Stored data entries
"""

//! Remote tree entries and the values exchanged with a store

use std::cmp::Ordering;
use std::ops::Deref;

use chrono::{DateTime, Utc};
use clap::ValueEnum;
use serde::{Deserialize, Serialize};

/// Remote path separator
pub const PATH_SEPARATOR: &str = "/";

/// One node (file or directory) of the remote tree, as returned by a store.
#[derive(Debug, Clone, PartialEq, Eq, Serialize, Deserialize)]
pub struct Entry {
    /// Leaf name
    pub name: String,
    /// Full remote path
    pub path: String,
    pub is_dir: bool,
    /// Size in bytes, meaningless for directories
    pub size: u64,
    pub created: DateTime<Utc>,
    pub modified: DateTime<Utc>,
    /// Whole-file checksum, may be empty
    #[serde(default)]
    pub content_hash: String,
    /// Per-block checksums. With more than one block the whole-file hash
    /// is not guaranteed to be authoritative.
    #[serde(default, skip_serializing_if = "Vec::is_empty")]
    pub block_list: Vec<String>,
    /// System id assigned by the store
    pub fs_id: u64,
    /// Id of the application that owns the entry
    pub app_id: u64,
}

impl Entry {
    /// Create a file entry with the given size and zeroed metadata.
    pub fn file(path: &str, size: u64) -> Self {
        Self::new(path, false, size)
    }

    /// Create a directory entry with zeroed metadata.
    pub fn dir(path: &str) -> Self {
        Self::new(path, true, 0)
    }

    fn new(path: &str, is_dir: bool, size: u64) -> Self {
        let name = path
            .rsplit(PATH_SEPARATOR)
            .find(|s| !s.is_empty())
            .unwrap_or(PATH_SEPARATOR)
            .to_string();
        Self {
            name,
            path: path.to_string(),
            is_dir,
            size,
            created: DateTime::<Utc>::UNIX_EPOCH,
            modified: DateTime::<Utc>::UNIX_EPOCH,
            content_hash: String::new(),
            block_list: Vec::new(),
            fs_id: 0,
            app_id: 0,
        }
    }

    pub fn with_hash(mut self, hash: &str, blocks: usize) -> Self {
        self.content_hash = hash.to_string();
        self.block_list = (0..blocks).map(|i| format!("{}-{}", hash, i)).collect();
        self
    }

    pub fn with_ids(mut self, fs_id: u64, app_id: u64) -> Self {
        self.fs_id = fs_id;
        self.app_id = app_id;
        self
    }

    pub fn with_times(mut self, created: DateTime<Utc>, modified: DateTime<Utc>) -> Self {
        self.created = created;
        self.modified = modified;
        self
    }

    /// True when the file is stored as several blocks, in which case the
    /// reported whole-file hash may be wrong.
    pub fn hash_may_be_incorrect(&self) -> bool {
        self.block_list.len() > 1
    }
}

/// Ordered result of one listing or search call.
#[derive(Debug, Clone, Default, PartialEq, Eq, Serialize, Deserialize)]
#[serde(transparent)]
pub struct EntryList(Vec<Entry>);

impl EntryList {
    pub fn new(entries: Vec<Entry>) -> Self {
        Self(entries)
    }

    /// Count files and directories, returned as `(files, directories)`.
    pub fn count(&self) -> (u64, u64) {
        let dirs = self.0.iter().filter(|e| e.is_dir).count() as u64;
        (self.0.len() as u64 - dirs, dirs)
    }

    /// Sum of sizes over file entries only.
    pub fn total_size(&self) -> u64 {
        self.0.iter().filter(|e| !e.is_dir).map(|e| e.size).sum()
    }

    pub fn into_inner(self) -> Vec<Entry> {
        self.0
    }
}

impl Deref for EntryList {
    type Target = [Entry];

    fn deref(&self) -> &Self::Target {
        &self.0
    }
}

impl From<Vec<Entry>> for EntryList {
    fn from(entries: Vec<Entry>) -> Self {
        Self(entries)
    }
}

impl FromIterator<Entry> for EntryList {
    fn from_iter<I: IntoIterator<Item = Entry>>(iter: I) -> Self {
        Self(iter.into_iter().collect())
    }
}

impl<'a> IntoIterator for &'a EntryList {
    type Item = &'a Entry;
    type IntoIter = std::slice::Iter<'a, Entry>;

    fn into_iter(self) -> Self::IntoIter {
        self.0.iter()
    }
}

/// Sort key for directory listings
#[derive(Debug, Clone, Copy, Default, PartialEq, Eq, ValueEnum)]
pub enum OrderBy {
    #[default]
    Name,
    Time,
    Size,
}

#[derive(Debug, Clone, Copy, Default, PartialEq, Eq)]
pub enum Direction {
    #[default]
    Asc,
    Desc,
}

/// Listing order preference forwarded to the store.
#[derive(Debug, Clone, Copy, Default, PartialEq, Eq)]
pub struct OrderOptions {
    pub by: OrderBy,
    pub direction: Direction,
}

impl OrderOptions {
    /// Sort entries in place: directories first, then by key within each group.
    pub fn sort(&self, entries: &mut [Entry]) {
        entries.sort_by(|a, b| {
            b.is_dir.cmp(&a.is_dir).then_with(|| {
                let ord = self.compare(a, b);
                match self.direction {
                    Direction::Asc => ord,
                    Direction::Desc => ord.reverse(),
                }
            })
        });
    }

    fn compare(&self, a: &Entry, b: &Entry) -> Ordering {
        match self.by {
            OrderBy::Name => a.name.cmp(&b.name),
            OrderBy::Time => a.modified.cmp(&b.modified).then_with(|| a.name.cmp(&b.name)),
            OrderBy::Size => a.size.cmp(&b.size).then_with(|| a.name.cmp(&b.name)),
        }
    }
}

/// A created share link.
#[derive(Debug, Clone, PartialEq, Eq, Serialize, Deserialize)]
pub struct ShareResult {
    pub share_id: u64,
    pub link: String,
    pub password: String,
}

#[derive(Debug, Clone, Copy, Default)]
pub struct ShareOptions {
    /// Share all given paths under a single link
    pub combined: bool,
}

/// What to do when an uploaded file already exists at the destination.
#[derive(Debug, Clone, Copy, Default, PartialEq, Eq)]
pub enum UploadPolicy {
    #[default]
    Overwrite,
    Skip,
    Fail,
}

"""
"""

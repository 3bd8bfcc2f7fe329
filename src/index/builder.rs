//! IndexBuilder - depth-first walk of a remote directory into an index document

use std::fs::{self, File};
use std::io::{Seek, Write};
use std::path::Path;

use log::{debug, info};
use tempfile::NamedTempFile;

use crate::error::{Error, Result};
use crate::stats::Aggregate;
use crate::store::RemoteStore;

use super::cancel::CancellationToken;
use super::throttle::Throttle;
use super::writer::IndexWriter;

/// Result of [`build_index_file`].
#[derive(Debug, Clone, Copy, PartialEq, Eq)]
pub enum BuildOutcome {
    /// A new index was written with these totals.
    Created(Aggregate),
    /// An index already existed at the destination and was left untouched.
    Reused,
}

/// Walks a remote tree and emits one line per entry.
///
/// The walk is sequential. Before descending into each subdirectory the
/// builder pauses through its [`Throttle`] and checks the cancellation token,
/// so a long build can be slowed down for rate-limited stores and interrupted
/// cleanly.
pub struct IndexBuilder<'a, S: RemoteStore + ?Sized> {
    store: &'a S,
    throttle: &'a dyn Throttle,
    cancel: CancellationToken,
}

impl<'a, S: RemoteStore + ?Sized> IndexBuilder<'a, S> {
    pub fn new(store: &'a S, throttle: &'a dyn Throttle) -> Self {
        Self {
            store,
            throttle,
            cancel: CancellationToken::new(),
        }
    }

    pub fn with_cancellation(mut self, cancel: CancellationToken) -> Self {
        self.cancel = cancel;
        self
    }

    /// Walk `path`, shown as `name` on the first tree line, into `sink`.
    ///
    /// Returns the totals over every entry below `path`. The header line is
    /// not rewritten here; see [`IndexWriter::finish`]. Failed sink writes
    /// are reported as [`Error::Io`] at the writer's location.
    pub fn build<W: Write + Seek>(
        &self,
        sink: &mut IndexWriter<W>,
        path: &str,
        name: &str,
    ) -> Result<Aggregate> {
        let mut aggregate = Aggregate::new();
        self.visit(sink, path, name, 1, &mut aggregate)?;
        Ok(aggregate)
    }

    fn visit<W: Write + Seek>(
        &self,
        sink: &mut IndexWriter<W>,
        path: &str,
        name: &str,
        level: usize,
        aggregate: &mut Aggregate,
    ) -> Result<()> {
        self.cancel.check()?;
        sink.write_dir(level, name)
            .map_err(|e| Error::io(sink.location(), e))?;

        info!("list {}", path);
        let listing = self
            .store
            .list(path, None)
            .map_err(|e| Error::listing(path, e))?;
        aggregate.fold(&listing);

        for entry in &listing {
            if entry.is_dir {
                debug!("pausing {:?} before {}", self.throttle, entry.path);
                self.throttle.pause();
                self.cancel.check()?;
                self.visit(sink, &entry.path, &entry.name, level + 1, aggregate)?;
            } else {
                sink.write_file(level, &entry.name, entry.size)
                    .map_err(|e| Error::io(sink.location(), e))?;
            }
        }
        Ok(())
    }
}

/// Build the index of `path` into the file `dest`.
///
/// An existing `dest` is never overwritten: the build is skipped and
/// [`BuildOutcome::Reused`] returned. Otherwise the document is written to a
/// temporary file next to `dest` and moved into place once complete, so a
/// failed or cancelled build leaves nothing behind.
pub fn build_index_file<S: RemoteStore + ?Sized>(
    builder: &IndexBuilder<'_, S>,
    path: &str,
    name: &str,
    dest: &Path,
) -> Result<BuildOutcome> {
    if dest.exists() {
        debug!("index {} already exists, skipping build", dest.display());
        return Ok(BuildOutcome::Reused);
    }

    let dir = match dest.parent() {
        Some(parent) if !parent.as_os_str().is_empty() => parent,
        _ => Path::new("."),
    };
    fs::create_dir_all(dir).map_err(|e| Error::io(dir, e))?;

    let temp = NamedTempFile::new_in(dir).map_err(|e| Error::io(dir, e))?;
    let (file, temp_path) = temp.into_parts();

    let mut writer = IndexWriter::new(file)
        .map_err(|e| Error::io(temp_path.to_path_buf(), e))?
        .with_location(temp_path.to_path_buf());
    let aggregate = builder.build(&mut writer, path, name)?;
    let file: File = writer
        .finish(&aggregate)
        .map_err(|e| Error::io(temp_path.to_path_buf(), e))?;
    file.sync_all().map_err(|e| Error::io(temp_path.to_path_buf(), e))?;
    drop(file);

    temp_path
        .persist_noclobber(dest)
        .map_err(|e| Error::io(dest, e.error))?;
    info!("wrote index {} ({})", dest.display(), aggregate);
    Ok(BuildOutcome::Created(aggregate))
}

"""
"""

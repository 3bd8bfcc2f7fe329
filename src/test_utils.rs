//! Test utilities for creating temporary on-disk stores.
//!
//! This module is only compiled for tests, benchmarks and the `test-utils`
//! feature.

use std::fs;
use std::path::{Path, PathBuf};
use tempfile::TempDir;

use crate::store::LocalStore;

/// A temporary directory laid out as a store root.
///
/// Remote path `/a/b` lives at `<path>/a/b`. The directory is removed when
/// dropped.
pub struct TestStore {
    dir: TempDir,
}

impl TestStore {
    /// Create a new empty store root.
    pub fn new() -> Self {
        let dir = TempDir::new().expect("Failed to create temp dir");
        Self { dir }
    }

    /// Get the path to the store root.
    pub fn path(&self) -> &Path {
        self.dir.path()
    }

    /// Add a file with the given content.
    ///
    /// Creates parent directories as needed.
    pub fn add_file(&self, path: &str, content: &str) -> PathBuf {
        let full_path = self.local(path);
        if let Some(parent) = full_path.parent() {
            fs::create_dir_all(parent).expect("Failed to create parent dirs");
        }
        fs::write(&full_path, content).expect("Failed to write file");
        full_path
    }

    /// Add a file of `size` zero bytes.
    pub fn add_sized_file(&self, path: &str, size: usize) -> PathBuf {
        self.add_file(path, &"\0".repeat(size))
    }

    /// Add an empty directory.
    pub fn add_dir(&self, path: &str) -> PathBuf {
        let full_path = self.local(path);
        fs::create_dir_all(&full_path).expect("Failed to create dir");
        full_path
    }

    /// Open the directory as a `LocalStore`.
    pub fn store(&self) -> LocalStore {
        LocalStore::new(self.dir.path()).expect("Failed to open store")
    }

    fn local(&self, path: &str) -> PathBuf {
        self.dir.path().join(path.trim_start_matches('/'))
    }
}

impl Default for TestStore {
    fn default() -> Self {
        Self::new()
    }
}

"""

## Work order
Copy every line in the records above that contains the word "crate".

## Answer to the exercise
use crate::error::{Error, Result};
use crate::stats::Aggregate;
use crate::store::RemoteStore;
use crate::store::LocalStore;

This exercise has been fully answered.